BEGIN
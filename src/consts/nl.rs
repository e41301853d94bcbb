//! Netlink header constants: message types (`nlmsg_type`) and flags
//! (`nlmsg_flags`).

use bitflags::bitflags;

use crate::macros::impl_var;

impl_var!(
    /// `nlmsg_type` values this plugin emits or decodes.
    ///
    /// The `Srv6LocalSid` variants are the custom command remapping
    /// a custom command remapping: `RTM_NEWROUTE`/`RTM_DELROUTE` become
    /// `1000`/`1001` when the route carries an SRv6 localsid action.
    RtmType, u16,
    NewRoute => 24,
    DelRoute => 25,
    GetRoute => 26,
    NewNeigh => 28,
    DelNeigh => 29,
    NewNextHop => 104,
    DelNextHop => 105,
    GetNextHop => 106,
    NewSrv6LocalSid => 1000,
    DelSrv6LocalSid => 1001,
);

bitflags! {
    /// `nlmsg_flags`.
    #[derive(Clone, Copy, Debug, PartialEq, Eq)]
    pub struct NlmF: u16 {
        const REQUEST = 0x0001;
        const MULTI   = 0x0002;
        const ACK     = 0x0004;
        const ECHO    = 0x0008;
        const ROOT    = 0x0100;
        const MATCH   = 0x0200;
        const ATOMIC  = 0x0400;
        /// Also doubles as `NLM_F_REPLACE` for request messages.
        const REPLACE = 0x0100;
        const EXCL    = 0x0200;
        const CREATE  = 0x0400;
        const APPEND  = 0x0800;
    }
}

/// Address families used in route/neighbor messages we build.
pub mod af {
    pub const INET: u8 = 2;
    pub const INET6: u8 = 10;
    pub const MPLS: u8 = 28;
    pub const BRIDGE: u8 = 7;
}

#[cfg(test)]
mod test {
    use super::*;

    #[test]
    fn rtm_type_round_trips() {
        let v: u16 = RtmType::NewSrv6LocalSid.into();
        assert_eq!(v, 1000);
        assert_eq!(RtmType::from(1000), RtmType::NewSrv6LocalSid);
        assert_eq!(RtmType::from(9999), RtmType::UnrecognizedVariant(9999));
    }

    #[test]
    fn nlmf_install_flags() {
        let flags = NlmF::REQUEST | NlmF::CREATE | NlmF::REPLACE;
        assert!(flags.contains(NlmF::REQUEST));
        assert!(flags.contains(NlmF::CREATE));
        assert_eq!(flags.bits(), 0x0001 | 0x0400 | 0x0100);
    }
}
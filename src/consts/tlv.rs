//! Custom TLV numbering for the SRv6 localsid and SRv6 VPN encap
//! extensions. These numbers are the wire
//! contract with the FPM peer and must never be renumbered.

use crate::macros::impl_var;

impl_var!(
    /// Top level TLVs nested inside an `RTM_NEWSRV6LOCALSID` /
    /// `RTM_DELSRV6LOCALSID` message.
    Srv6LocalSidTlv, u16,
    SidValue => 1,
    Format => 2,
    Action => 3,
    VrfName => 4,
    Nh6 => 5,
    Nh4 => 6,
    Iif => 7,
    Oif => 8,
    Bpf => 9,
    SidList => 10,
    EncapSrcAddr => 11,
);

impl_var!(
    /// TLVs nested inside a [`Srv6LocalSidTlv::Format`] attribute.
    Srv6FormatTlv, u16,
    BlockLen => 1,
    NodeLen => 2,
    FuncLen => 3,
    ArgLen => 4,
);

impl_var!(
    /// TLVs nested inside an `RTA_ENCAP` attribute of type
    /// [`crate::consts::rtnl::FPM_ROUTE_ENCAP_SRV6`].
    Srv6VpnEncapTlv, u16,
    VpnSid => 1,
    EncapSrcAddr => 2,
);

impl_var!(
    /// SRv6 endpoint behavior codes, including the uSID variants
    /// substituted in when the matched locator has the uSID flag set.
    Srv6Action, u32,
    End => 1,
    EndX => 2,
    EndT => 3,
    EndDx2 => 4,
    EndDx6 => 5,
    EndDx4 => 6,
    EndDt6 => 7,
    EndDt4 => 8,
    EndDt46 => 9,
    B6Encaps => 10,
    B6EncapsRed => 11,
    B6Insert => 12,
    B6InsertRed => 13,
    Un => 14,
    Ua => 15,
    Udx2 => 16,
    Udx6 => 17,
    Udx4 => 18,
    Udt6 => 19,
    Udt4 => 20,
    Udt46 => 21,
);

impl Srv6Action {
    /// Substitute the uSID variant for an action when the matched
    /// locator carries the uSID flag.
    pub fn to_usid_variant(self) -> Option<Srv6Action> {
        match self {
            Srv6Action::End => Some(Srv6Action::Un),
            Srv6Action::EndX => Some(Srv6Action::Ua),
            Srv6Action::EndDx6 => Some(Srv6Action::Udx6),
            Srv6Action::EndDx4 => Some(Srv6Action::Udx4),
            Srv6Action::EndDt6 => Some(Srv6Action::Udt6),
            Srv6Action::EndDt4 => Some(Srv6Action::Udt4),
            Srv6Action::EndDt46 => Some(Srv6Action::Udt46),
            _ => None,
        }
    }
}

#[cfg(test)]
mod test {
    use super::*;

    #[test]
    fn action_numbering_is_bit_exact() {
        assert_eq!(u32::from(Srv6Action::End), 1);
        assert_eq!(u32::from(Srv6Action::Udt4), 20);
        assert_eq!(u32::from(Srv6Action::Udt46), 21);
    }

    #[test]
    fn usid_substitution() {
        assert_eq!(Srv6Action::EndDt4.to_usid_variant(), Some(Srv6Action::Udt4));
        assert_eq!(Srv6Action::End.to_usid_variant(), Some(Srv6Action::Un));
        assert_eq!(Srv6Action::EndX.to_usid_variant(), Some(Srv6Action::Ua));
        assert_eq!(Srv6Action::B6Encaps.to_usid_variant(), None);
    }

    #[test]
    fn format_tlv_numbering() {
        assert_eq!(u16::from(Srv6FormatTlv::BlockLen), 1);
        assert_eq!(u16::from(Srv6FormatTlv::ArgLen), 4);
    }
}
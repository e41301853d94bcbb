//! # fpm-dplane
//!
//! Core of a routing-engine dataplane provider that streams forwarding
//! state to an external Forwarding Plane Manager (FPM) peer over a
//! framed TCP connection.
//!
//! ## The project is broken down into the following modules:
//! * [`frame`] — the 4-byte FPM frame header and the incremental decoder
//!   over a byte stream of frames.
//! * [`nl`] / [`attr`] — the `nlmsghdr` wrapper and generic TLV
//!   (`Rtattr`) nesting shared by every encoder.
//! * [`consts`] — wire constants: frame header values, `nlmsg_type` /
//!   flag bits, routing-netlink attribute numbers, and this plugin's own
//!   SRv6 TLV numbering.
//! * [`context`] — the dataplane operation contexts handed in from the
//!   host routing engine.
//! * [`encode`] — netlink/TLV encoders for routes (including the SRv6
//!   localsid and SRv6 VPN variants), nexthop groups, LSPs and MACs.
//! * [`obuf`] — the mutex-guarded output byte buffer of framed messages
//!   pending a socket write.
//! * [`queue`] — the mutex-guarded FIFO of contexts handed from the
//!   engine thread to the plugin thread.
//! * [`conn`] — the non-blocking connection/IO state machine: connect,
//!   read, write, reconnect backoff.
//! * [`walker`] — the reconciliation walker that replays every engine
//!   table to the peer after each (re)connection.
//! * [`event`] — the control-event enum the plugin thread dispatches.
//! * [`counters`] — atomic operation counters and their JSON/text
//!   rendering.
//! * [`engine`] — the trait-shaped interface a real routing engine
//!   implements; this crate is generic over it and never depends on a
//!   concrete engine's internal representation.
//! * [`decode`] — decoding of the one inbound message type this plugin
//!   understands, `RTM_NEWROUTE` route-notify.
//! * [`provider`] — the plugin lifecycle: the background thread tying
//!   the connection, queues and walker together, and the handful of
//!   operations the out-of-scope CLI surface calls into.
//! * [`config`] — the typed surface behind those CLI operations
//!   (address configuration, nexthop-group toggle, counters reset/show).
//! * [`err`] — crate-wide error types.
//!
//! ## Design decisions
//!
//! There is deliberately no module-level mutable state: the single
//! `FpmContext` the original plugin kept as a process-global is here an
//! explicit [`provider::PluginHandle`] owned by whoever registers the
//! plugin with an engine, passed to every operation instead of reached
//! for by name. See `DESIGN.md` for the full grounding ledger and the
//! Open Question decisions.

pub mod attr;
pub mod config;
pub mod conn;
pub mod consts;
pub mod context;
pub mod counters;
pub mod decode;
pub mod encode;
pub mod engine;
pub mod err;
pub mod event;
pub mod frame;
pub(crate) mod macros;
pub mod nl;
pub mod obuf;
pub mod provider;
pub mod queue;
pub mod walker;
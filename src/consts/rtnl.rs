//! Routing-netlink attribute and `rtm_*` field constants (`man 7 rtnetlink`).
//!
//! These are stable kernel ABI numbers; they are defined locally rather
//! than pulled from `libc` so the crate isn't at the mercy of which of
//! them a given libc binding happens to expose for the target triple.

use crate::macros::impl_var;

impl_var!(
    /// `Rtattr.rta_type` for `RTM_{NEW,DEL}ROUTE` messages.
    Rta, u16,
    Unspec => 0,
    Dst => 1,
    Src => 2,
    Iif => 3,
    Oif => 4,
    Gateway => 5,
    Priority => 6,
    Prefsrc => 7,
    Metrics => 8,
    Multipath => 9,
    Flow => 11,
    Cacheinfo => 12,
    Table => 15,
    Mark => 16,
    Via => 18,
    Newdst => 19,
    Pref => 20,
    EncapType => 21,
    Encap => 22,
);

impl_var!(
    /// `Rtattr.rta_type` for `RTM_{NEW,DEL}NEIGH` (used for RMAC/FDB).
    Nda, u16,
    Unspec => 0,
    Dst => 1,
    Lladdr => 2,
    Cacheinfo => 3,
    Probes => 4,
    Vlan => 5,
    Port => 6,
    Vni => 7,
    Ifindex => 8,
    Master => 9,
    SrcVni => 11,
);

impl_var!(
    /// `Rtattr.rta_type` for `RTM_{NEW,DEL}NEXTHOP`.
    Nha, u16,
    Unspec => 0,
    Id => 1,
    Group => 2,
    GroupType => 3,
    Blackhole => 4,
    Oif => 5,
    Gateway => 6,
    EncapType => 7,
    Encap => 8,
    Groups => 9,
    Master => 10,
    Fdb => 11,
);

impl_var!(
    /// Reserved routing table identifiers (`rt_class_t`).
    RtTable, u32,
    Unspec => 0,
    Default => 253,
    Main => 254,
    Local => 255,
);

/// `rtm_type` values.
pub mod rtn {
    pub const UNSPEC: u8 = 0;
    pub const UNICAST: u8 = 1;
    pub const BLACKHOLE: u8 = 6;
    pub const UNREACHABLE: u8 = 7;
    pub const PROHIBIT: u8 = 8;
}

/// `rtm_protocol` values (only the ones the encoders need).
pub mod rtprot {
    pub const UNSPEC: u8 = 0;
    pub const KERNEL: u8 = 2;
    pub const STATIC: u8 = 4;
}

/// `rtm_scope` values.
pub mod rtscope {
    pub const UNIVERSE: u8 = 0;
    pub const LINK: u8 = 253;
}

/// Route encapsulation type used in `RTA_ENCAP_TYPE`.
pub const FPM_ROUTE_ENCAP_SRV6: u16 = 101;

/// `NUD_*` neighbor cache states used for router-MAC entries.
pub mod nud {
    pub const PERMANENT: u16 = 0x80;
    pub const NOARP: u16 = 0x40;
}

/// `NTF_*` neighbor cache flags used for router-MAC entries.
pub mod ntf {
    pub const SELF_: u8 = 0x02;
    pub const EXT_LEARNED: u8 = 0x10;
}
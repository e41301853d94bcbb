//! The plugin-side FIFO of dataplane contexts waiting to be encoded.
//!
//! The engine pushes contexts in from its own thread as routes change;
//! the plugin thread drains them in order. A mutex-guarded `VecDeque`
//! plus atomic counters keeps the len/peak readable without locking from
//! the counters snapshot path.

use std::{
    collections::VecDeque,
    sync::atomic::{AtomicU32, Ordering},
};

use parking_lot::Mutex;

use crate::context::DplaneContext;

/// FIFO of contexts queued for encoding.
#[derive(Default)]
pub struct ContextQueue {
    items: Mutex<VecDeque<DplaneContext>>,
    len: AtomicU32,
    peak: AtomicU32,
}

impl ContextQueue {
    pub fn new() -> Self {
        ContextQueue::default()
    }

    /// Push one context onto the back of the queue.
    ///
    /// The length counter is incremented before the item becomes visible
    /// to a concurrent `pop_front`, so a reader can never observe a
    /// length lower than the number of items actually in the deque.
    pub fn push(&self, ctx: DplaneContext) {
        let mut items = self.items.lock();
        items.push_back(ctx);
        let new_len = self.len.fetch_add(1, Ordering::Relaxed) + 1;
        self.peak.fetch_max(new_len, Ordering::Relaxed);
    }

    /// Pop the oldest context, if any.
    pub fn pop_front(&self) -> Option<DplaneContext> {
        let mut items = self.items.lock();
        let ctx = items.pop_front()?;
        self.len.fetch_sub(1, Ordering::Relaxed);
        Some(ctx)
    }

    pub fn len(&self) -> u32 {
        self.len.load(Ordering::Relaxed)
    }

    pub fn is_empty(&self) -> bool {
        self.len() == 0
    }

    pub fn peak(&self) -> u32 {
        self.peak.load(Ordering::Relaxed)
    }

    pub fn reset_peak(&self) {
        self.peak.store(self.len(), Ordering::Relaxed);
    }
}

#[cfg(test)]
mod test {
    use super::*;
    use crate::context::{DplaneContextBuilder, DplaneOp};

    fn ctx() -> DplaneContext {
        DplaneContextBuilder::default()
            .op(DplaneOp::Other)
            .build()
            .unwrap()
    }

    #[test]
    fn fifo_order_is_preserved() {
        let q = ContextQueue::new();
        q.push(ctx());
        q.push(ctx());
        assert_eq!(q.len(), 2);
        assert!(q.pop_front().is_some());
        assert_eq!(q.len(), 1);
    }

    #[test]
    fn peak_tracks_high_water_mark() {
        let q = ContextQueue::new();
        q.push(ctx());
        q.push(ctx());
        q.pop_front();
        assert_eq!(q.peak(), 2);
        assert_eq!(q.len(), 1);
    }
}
END
> Activity: Each line above with the string "struct" should be reported in full.

> Written reply:
    pub struct NlmF: u16 {
pub struct ContextQueue {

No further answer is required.